La course à la guérison


Sans médicament ou vaccin contre la COVID-19, nous pourrions devoir vivre avec des mesures de distanciation jusqu’en 2022. Mais en ce moment même, 215 000 participants s’apprêtent à tester ou sont déjà en train de tester une arme potentielle contre le virus dans l’une des 211 études cliniques enregistrées sur la planète. Compte rendu de l’avancement de quelques pistes qui suscitent l’espoir.

Les médicaments existants

Une véritable course est engagée pour essayer de voir si des produits qui se trouvent déjà sur les rayons des pharmacies pourraient agir contre la COVID-19. Le grand avantage : l’innocuité de ces produits a déjà été vérifiée et leurs effets secondaires sont connus, ce qui permettrait de gagner un temps précieux.

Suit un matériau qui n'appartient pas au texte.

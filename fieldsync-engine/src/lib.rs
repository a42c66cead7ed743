//! # fieldsync-engine
//!
//! The synchronization engine. Drains the pending operation log in
//! dependency order against an injected remote client, classifies outcomes,
//! maintains the identity resolution table, and announces fresher state on
//! the cache invalidation bus.
//!
//! UI collaborators talk to [`SyncService`], which is synchronous against
//! local storage and never touches the network.

pub mod allocator;
pub mod backoff;
pub mod bus;
pub mod engine;
pub mod service;

pub use allocator::TempIdAllocator;
pub use bus::{InvalidationBus, InvalidationScope};
pub use engine::SyncEngine;
pub use service::SyncService;
//! Temporary identity allocation: process-unique placeholder ids from a
//! per-process instance tag plus a monotonic counter. Pure local
//! computation, no failure modes, no coordination.

use std::sync::atomic::{AtomicU64, Ordering};

use fieldsync_core::id::TempId;

pub struct TempIdAllocator {
    /// Random per-process tag; distinguishes ids allocated by different
    /// processes on the same device across restarts.
    instance: String,
    counter: AtomicU64,
}

impl TempIdAllocator {
    pub fn new() -> Self {
        let instance = uuid::Uuid::new_v4().simple().to_string()[..8].to_string();
        Self {
            instance,
            counter: AtomicU64::new(0),
        }
    }

    /// Allocate the next temp id for an entity of the given kind.
    pub fn allocate(&self, kind: &str) -> TempId {
        let n = self.counter.fetch_add(1, Ordering::Relaxed) + 1;
        TempId::from_parts(kind, &self.instance, n)
    }
}

impl Default for TempIdAllocator {
    fn default() -> Self {
        Self::new()
    }
}

#[cfg(test)]
mod tests {
    use super::*;

    #[test]
    fn test_allocated_ids_are_unique_and_temp() {
        let allocator = TempIdAllocator::new();
        let a = allocator.allocate("room");
        let b = allocator.allocate("room");
        assert_ne!(a, b);
        assert!(a.as_str().starts_with("temp_room_"));
    }

    #[test]
    fn test_different_processes_do_not_collide() {
        let a = TempIdAllocator::new().allocate("visual");
        let b = TempIdAllocator::new().allocate("visual");
        assert_ne!(a, b);
    }
}
//! Cache invalidation bus.
//!
//! Fire-and-forget, at-least-once delivery to current subscribers only.
//! There is no persistence and no replay: a consumer that was not listening
//! re-derives state on its next read. The bus buys latency, not
//! correctness.

use tokio::sync::{broadcast, mpsc};

/// What got fresher remote state.
#[derive(Debug, Clone, PartialEq, Eq)]
pub struct InvalidationScope {
    pub service_id: String,
    pub entity_type: String,
    /// Set when the event concerns a single entity; `None` means the whole
    /// service/type scope should be considered stale.
    pub entity_id: Option<String>,
}

#[derive(Debug, Clone)]
pub struct InvalidationBus {
    tx: broadcast::Sender<InvalidationScope>,
}

impl InvalidationBus {
    pub fn new(capacity: usize) -> Self {
        let (tx, _) = broadcast::channel(capacity);
        Self { tx }
    }

    /// Publish a scope to whoever is currently listening. Having no
    /// subscribers is not an error.
    pub fn publish(&self, scope: InvalidationScope) {
        let receivers = self.tx.receiver_count();
        if self.tx.send(scope).is_err() {
            tracing::trace!("invalidation published with no subscribers");
        } else {
            tracing::trace!(receivers, "invalidation published");
        }
    }

    /// Subscribe to every invalidation from this point on.
    pub fn subscribe(&self) -> broadcast::Receiver<InvalidationScope> {
        self.tx.subscribe()
    }

    /// Subscribe with a predicate. A forwarding task drops non-matching
    /// scopes; the task ends when either side hangs up.
    pub fn subscribe_filtered<F>(&self, predicate: F) -> mpsc::UnboundedReceiver<InvalidationScope>
    where
        F: Fn(&InvalidationScope) -> bool + Send + 'static,
    {
        let mut rx = self.tx.subscribe();
        let (out_tx, out_rx) = mpsc::unbounded_channel();
        tokio::spawn(async move {
            loop {
                match rx.recv().await {
                    Ok(scope) => {
                        if predicate(&scope) && out_tx.send(scope).is_err() {
                            break;
                        }
                    }
                    // A lagged subscriber lost events; it re-derives on its
                    // next read, so just keep going.
                    Err(broadcast::error::RecvError::Lagged(skipped)) => {
                        tracing::debug!(skipped, "invalidation subscriber lagged");
                    }
                    Err(broadcast::error::RecvError::Closed) => break,
                }
            }
        });
        out_rx
    }
}

impl Default for InvalidationBus {
    fn default() -> Self {
        Self::new(256)
    }
}

#[cfg(test)]
mod tests {
    use super::*;

    fn scope(service: &str, ty: &str, id: Option<&str>) -> InvalidationScope {
        InvalidationScope {
            service_id: service.to_string(),
            entity_type: ty.to_string(),
            entity_id: id.map(str::to_string),
        }
    }

    #[tokio::test]
    async fn test_subscribers_receive_published_scopes() {
        let bus = InvalidationBus::new(16);
        let mut rx = bus.subscribe();
        bus.publish(scope("svc1", "room", Some("42")));
        let got = rx.recv().await.unwrap();
        assert_eq!(got, scope("svc1", "room", Some("42")));
    }

    #[tokio::test]
    async fn test_publish_without_subscribers_is_fine() {
        let bus = InvalidationBus::new(16);
        bus.publish(scope("svc1", "room", None));
    }

    #[tokio::test]
    async fn test_filtered_subscription_drops_non_matching() {
        let bus = InvalidationBus::new(16);
        let mut rx = bus.subscribe_filtered(|s| s.entity_type == "visual");
        // Give the forwarding task a chance to subscribe before publishing.
        tokio::task::yield_now().await;
        bus.publish(scope("svc1", "room", None));
        bus.publish(scope("svc1", "visual", Some("7")));
        let got = rx.recv().await.unwrap();
        assert_eq!(got.entity_type, "visual");
    }

    #[tokio::test]
    async fn test_late_subscriber_misses_earlier_events() {
        let bus = InvalidationBus::new(16);
        bus.publish(scope("svc1", "room", None));
        let mut rx = bus.subscribe();
        bus.publish(scope("svc1", "visual", None));
        let got = rx.recv().await.unwrap();
        assert_eq!(got.entity_type, "visual");
    }
}
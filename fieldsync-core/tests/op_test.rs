//! Pending operation construction and idempotency key derivation.

use fieldsync_core::id::{BlobId, EntityId, TempId};
use fieldsync_core::op::{idempotency_key, OpKind, OpStatus, PendingOperation};
use serde_json::json;

fn temp(counter: u64) -> EntityId {
    TempId::from_parts("room", "test", counter).into()
}

#[test]
fn test_idempotency_key_is_deterministic() {
    let payload = json!({"name": "Kitchen", "floor": 2});
    let a = idempotency_key(OpKind::Create, &temp(1), "room", "svc1", &payload, None);
    let b = idempotency_key(OpKind::Create, &temp(1), "room", "svc1", &payload, None);
    assert_eq!(a, b);
}

#[test]
fn test_idempotency_key_differs_by_content_and_target() {
    let payload = json!({"name": "Kitchen"});
    let base = idempotency_key(OpKind::Create, &temp(1), "room", "svc1", &payload, None);

    let other_target = idempotency_key(OpKind::Create, &temp(2), "room", "svc1", &payload, None);
    let other_payload = idempotency_key(
        OpKind::Create,
        &temp(1),
        "room",
        "svc1",
        &json!({"name": "Hall"}),
        None,
    );
    let other_kind = idempotency_key(OpKind::Update, &temp(1), "room", "svc1", &payload, None);

    assert_ne!(base, other_target);
    assert_ne!(base, other_payload);
    assert_ne!(base, other_kind);
}

#[test]
fn test_with_blob_rederives_key() {
    let op = PendingOperation::new(
        OpKind::UploadBlob,
        temp(1),
        "room",
        "svc1",
        json!({"content_type": "image/jpeg"}),
    );
    let without = op.idempotency_key.clone();
    let with = op.with_blob(BlobId::new()).idempotency_key;
    assert_ne!(without, with);
}

#[test]
fn test_new_operation_defaults() {
    let op = PendingOperation::new(OpKind::Create, temp(1), "room", "svc1", json!({}));
    assert_eq!(op.status, OpStatus::Pending);
    assert_eq!(op.attempt_count, 0);
    assert!(op.dependencies.is_empty());
    assert_eq!(op.priority, OpKind::Create.default_priority());
    assert!(op.next_eligible_at <= chrono::Utc::now());
}

#[test]
fn test_priority_bands_order_creates_first() {
    assert!(OpKind::Create.default_priority() > OpKind::Update.default_priority());
    assert!(OpKind::Update.default_priority() > OpKind::UploadBlob.default_priority());
}

#[test]
fn test_status_terminality() {
    assert!(OpStatus::Synced.is_terminal());
    assert!(OpStatus::Failed.is_terminal());
    assert!(!OpStatus::Pending.is_terminal());
    assert!(!OpStatus::InFlight.is_terminal());
}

Le médicament contre l’Ebola…

L’un des premiers médicaments envisagés contre la COVID-19, le remdesivir, a livré de bons et de moins bons résultats à la mi-avril. Une étude sans placebo dans le New England Journal of Medicine ainsi qu’une vidéo coulée au site Stat News, ont montré une amélioration notable chez des patients, mais deux essais cliniques en Chine ont dû être interrompus faute de nouveaux patients. Quatre autres essais cliniques sont en cours ailleurs dans le monde et pourraient donner des résultats dès la fin avril. Le remdesivir a été mis au point en 2015 contre l’Ebola par la société américaine Gilead, sur contrat de l’armée américaine, et des essais en Afrique ont montré l’absence d’effets secondaires graves. Gilead, connue pour son prophylactique VIH Truvada, l’a proposé contre la COVID-19 sur la base d’études animales pour deux coronavirus humains, le SRAS et le MERS

… et celui contre la Malaria

Depuis la fin de février, le chercheur français Didier Raoult clame qu’un antipaludique utilisé aussi contre l’arthrite rhumatoïde, l’hydroxychloroquine, est efficace contre la COVID-19. Comme le Dr Raoult n’a pas fait d’essais avec placebo, des essais cliniques ont été lancés pour utiliser l’hydroxychloroquine comme traitement et comme prophylactique. Le volet montréalais d’une étude nord-américaine a recruté près d’une quarantaine de patients et en vise une centaine. Pour assurer que cet essai clinique aura assez de médicaments, le Québec a restreint l’accès à l’hydroxychloroquine à la plupart des patients qui en prenaient avant la pandémie.

Colchicine

Cette molécule, testée par l’Institut de cardiologie de Montréal, est l’exemple d’une stratégie différente. Plutôt que de se battre directement contre le virus, on tente de limiter ses effets les plus graves. Les chercheurs québécois espèrent que la colchicine, un médicament déjà utilisé contre la goutte, pourra freiner l’inflammation qui déclenche des problèmes respiratoires sévères chez certains patients. En rendant la maladie relativement inoffensive, on éliminerait la nécessité des mesures de confinement. L’étude en cours vise à tester la molécule sur 6000 patients. Le médicament se trouve déjà dans toutes les pharmacies du globe et coûte moins de 1 $ par jour. On saura dans trois mois s’il est efficace contre la COVID-19.

De vielles armes revisitées

Dans un laboratoire de niveau 3 de l’Université Laval, le Dr Guy Boivin veut mettre le virus qui cause la COVID-19 en contact avec des cellules respiratoires humaines. « On regarde l’ensemble des gènes qui s’allument et qui s’éteignent quand le virus entre dans la cellule et ça nous donne ce qu’on appelle sa signature », dit-il. Prochaine étape : regarder, parmi tous les médicaments connus, lesquels font l’inverse, signe qu’ils pourraient contrer l’effet du virus. Le Dr Boivin part avec une longueur d’avance : il a déjà fait l’exercice avec le virus de l’influenza et connaît donc la signature d’un grand nombre de médicaments. D’éventuelles substances prometteuses pourraient être testées sur des humains d’ici trois mois, puisque leur profil d’innocuité est déjà connu.

Et aussi

Des médicaments contre le VIH (le lopinavir et le ritonavir), le virus respiratoire syncytial (la ribavirine), la sclérose en plaques (interféron bêta) et la pancréatite (Fusan) sont également testés contre la COVID-19, parfois en combinaison.